An Alexander disease patient's stem cell-derived astrocytes (green) inhibits the growth of precursor cells that, in healthy patients, becomes myelin and speed up the brain's communication network. Credit: Yanhong Shi/City of Hope
The team generated astrocytes, a type of nervous system cell, using induced pluripotent stem cells derived from Alexander disease patients. It was previously known that the mutation in Alexander disease causes the patient’s astrocytes to block another cell type’s ability to produce myelin, the protective covering over neurons that’s critical for communication between nerve cells. But it wasn’t clear how this inhibition happened. In this study, the team found a possible culprit, a protein called CHI3L1 that’s secreted by the patient-derived astrocytes (but not by those from healthy individuals) and interferes with myelin production. So, finding drugs that target CHI3L1 could lead to therapies for Alexander disease.
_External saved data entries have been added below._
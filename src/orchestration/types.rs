// Core types for the generation pipeline

use serde::{Deserialize, Serialize};
use std::fmt;

/// Kind of media a request asks for
#[derive(Debug, Clone, Copy, Serialize, Deserialize, PartialEq, Eq, Hash)]
#[serde(rename_all = "snake_case")]
pub enum ContentKind {
    Text,
    Image,
    SpeechSynthesis,
    SpeechRecognition,
}

impl ContentKind {
    pub const ALL: [ContentKind; 4] = [
        ContentKind::Text,
        ContentKind::Image,
        ContentKind::SpeechSynthesis,
        ContentKind::SpeechRecognition,
    ];

    pub fn as_str(&self) -> &'static str {
        match self {
            ContentKind::Text => "text",
            ContentKind::Image => "image",
            ContentKind::SpeechSynthesis => "speech_synthesis",
            ContentKind::SpeechRecognition => "speech_recognition",
        }
    }

    /// Provider capability able to serve this kind
    pub fn capability(&self) -> Capability {
        match self {
            ContentKind::Text => Capability::Chat,
            ContentKind::Image => Capability::Image,
            ContentKind::SpeechSynthesis => Capability::TextToSpeech,
            ContentKind::SpeechRecognition => Capability::SpeechToText,
        }
    }
}

impl fmt::Display for ContentKind {
    fn fmt(&self, f: &mut fmt::Formatter<'_>) -> fmt::Result {
        f.write_str(self.as_str())
    }
}

/// What a provider can do
#[derive(Debug, Clone, Copy, Serialize, Deserialize, PartialEq, Eq, Hash)]
#[serde(rename_all = "snake_case")]
pub enum Capability {
    Chat,
    Image,
    SpeechToText,
    TextToSpeech,
}

/// Where a provider runs
#[derive(Debug, Clone, Copy, Serialize, Deserialize, PartialEq, Eq, Hash)]
#[serde(rename_all = "snake_case")]
pub enum Locality {
    RemoteApi,
    LocalInference,
}

/// Claim a provider makes on the local accelerator
#[derive(Debug, Clone, Copy, Serialize, Deserialize, PartialEq, Eq, Hash)]
#[serde(rename_all = "snake_case")]
pub enum ResourceClass {
    None,
    GpuLight,
    GpuHeavy,
}

/// Which side of the table the model plays
#[derive(Debug, Clone, Copy, Serialize, Deserialize, PartialEq, Eq, Default)]
#[serde(rename_all = "lowercase")]
pub enum Role {
    #[default]
    #[serde(alias = "DM")]
    Narrator,
    #[serde(alias = "Player")]
    Character,
}

impl Role {
    /// Name used for the speaker inside story prompts
    pub fn speaker(&self) -> &'static str {
        match self {
            Role::Narrator => "Dungeon Master",
            Role::Character => "Player",
        }
    }
}

/// Request input, shaped by the content kind
#[derive(Debug, Clone, Serialize, Deserialize, PartialEq)]
#[serde(rename_all = "snake_case", tag = "type")]
pub enum Payload {
    /// Free prompt text (or the text to speak)
    Prompt { text: String },
    /// Recent story context plus the action being answered or illustrated
    Scene { context: String, action: String },
    /// Recorded speech
    Audio { bytes: Vec<u8> },
}

impl Payload {
    pub fn prompt(text: impl Into<String>) -> Self {
        Payload::Prompt { text: text.into() }
    }

    pub fn scene(context: impl Into<String>, action: impl Into<String>) -> Self {
        Payload::Scene {
            context: context.into(),
            action: action.into(),
        }
    }

    pub fn audio(bytes: Vec<u8>) -> Self {
        Payload::Audio { bytes }
    }

    pub fn name(&self) -> &'static str {
        match self {
            Payload::Prompt { .. } => "prompt",
            Payload::Scene { .. } => "scene",
            Payload::Audio { .. } => "audio",
        }
    }
}

/// A single generation request as handed over by the route layer
#[derive(Debug, Clone, Serialize, Deserialize, PartialEq)]
pub struct GenerationRequest {
    pub content_kind: ContentKind,
    pub payload: Payload,
    #[serde(default)]
    pub model_id: Option<String>,
    #[serde(default)]
    pub safety_mode: bool,
    #[serde(default)]
    pub language: Option<String>,
    #[serde(default)]
    pub role: Role,
    #[serde(default)]
    pub style: Option<String>,
    #[serde(default)]
    pub theme: Option<String>,
    #[serde(default)]
    pub voice_id: Option<String>,
}

impl GenerationRequest {
    pub fn new(content_kind: ContentKind, payload: Payload) -> Self {
        Self {
            content_kind,
            payload,
            model_id: None,
            safety_mode: false,
            language: None,
            role: Role::default(),
            style: None,
            theme: None,
            voice_id: None,
        }
    }

    pub fn text(payload: Payload) -> Self {
        Self::new(ContentKind::Text, payload)
    }

    pub fn image(payload: Payload) -> Self {
        Self::new(ContentKind::Image, payload)
    }

    pub fn speech(text: impl Into<String>) -> Self {
        Self::new(ContentKind::SpeechSynthesis, Payload::prompt(text))
    }

    pub fn transcription(audio: Vec<u8>) -> Self {
        Self::new(ContentKind::SpeechRecognition, Payload::audio(audio))
    }

    pub fn with_model(mut self, model_id: impl Into<String>) -> Self {
        self.model_id = Some(model_id.into());
        self
    }

    pub fn with_safety_mode(mut self, safety_mode: bool) -> Self {
        self.safety_mode = safety_mode;
        self
    }

    pub fn with_language(mut self, language: impl Into<String>) -> Self {
        self.language = Some(language.into());
        self
    }

    pub fn with_role(mut self, role: Role) -> Self {
        self.role = role;
        self
    }

    pub fn with_style(mut self, style: impl Into<String>) -> Self {
        self.style = Some(style.into());
        self
    }

    pub fn with_theme(mut self, theme: impl Into<String>) -> Self {
        self.theme = Some(theme.into());
        self
    }

    pub fn with_voice(mut self, voice_id: impl Into<String>) -> Self {
        self.voice_id = Some(voice_id.into());
        self
    }

    /// Language with blank values treated as unset
    pub fn language(&self) -> Option<&str> {
        non_blank(self.language.as_deref())
    }

    pub fn style(&self) -> Option<&str> {
        non_blank(self.style.as_deref())
    }

    pub fn theme(&self) -> Option<&str> {
        non_blank(self.theme.as_deref())
    }

    pub fn voice(&self) -> Option<&str> {
        non_blank(self.voice_id.as_deref())
    }
}

fn non_blank(value: Option<&str>) -> Option<&str> {
    value.map(str::trim).filter(|v| !v.is_empty())
}

/// System directive plus user content, assembled per request
#[derive(Debug, Clone, PartialEq, Eq)]
pub struct ComposedPrompt {
    pub system_directive: String,
    pub user_content: String,
}

impl ComposedPrompt {
    pub fn new(system_directive: impl Into<String>, user_content: impl Into<String>) -> Self {
        Self {
            system_directive: system_directive.into(),
            user_content: user_content.into(),
        }
    }

    /// Single-string form for providers that take one prompt
    pub fn render(&self) -> String {
        match (self.system_directive.is_empty(), self.user_content.is_empty()) {
            (true, _) => self.user_content.clone(),
            (false, true) => self.system_directive.clone(),
            (false, false) => format!("{}\n\n{}", self.system_directive, self.user_content),
        }
    }
}

/// How a moderation verdict was reached
#[derive(Debug, Clone, Copy, PartialEq, Eq)]
pub enum ModerationMethod {
    /// Judge answered with the requested JSON shape
    Structured,
    /// Judge answered in prose; marker phrases were searched
    Heuristic,
    /// Judge call failed; the original passes through
    Indeterminate,
}

/// Accept/reject decision from the moderation pass
#[derive(Debug, Clone, PartialEq, Eq)]
pub struct ModerationVerdict {
    pub accepted: bool,
    pub substitute_content: Option<String>,
    pub method: ModerationMethod,
}

impl ModerationVerdict {
    pub fn accepted(method: ModerationMethod) -> Self {
        Self {
            accepted: true,
            substitute_content: None,
            method,
        }
    }

    pub fn rejected(substitute: impl Into<String>, method: ModerationMethod) -> Self {
        Self {
            accepted: false,
            substitute_content: Some(substitute.into()),
            method,
        }
    }

    /// Text to deliver: the substitute when rejected, else the original
    pub fn apply(self, original: String) -> String {
        match self.substitute_content {
            Some(substitute) if !self.accepted => substitute,
            _ => original,
        }
    }
}

/// Structured narrator turn, when the model answered in JSON
#[derive(Debug, Clone, Serialize, Deserialize, PartialEq)]
pub struct NarratorTurn {
    pub role: String,
    pub content: String,
    #[serde(default)]
    pub options: Vec<String>,
}

impl NarratorTurn {
    /// Parse the first JSON object found in `text`
    pub fn parse(text: &str) -> Option<Self> {
        let start = text.find('{')?;
        let end = text.rfind('}')?;
        if end <= start {
            return None;
        }
        serde_json::from_str(&text[start..=end]).ok()
    }
}

/// Generated media
#[derive(Debug, Clone, PartialEq)]
pub enum ArtifactContent {
    Text {
        text: String,
        turn: Option<NarratorTurn>,
    },
    Image {
        png: Vec<u8>,
        prompt: String,
    },
    Audio {
        bytes: Vec<u8>,
        mime: String,
    },
    Transcript {
        text: String,
    },
}

/// Successful result of one request
#[derive(Debug, Clone, PartialEq)]
pub struct Artifact {
    pub model_id: String,
    pub content: ArtifactContent,
    /// True when moderation replaced the model's own output
    pub substituted: bool,
}

impl Artifact {
    pub fn new(model_id: impl Into<String>, content: ArtifactContent) -> Self {
        Self {
            model_id: model_id.into(),
            content,
            substituted: false,
        }
    }

    pub fn with_substitution(mut self, substituted: bool) -> Self {
        self.substituted = substituted;
        self
    }

    pub fn kind(&self) -> ContentKind {
        match self.content {
            ArtifactContent::Text { .. } => ContentKind::Text,
            ArtifactContent::Image { .. } => ContentKind::Image,
            ArtifactContent::Audio { .. } => ContentKind::SpeechSynthesis,
            ArtifactContent::Transcript { .. } => ContentKind::SpeechRecognition,
        }
    }

    /// Text body of text and transcript artifacts
    pub fn text(&self) -> Option<&str> {
        match &self.content {
            ArtifactContent::Text { text, .. } | ArtifactContent::Transcript { text } => Some(text),
            _ => None,
        }
    }
}

#[cfg(test)]
mod tests {
    use super::*;

    #[test]
    fn test_kind_capability_mapping() {
        assert_eq!(ContentKind::Text.capability(), Capability::Chat);
        assert_eq!(ContentKind::SpeechRecognition.capability(), Capability::SpeechToText);
        assert_eq!(ContentKind::SpeechSynthesis.to_string(), "speech_synthesis");
    }

    #[test]
    fn test_role_accepts_legacy_names() {
        let role: Role = serde_json::from_str("\"DM\"").unwrap();
        assert_eq!(role, Role::Narrator);
        let role: Role = serde_json::from_str("\"Player\"").unwrap();
        assert_eq!(role, Role::Character);
        assert_eq!(Role::Narrator.speaker(), "Dungeon Master");
    }

    #[test]
    fn test_request_deserializes_with_defaults() {
        let request: GenerationRequest = serde_json::from_value(serde_json::json!({
            "content_kind": "text",
            "payload": {"type": "prompt", "text": "Open the door"}
        }))
        .unwrap();
        assert_eq!(request.role, Role::Narrator);
        assert!(!request.safety_mode);
        assert!(request.model_id.is_none());
    }

    #[test]
    fn test_blank_modifiers_are_unset() {
        let request = GenerationRequest::text(Payload::prompt("hi"))
            .with_language("  ")
            .with_style("cartoon");
        assert_eq!(request.language(), None);
        assert_eq!(request.style(), Some("cartoon"));
    }

    #[test]
    fn test_render_joins_directive_and_content() {
        assert_eq!(ComposedPrompt::new("sys", "user").render(), "sys\n\nuser");
        assert_eq!(ComposedPrompt::new("", "user").render(), "user");
        assert_eq!(ComposedPrompt::new("sys", "").render(), "sys");
    }

    #[test]
    fn test_verdict_apply() {
        let original = "orc attack".to_string();
        assert_eq!(
            ModerationVerdict::rejected("friendly orc", ModerationMethod::Heuristic).apply(original.clone()),
            "friendly orc"
        );
        assert_eq!(
            ModerationVerdict::accepted(ModerationMethod::Structured).apply(original.clone()),
            original
        );
    }

    #[test]
    fn test_narrator_turn_parsing() {
        let turn = NarratorTurn::parse(
            "```json\n{\"role\": \"Dungeon Master\", \"content\": \"A door creaks.\", \"options\": [\"Enter\", \"Flee\"]}\n```",
        )
        .unwrap();
        assert_eq!(turn.content, "A door creaks.");
        assert_eq!(turn.options.len(), 2);
        assert!(NarratorTurn::parse("just prose").is_none());
    }
}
Dysfunctional astrocytes have also been implicated in ALS and Alzheimer’s disease. So, using this newly developed model system for studying astrocytes could lead to new therapeutic strategies. In a press release, team leader Dr. Yanhong Shi, PhD, provides a specific example how this could work:
“The bulk of ApoE4 resides in astrocytes; ApoE4 is a gene variant known for increasing the risk of Alzheimer’s disease. So, if we understand how astrocytes function, then we can develop therapies to treat Alexander disease and perhaps other diseases that involve astrocytes, such as Alzheimer’s and ALS.”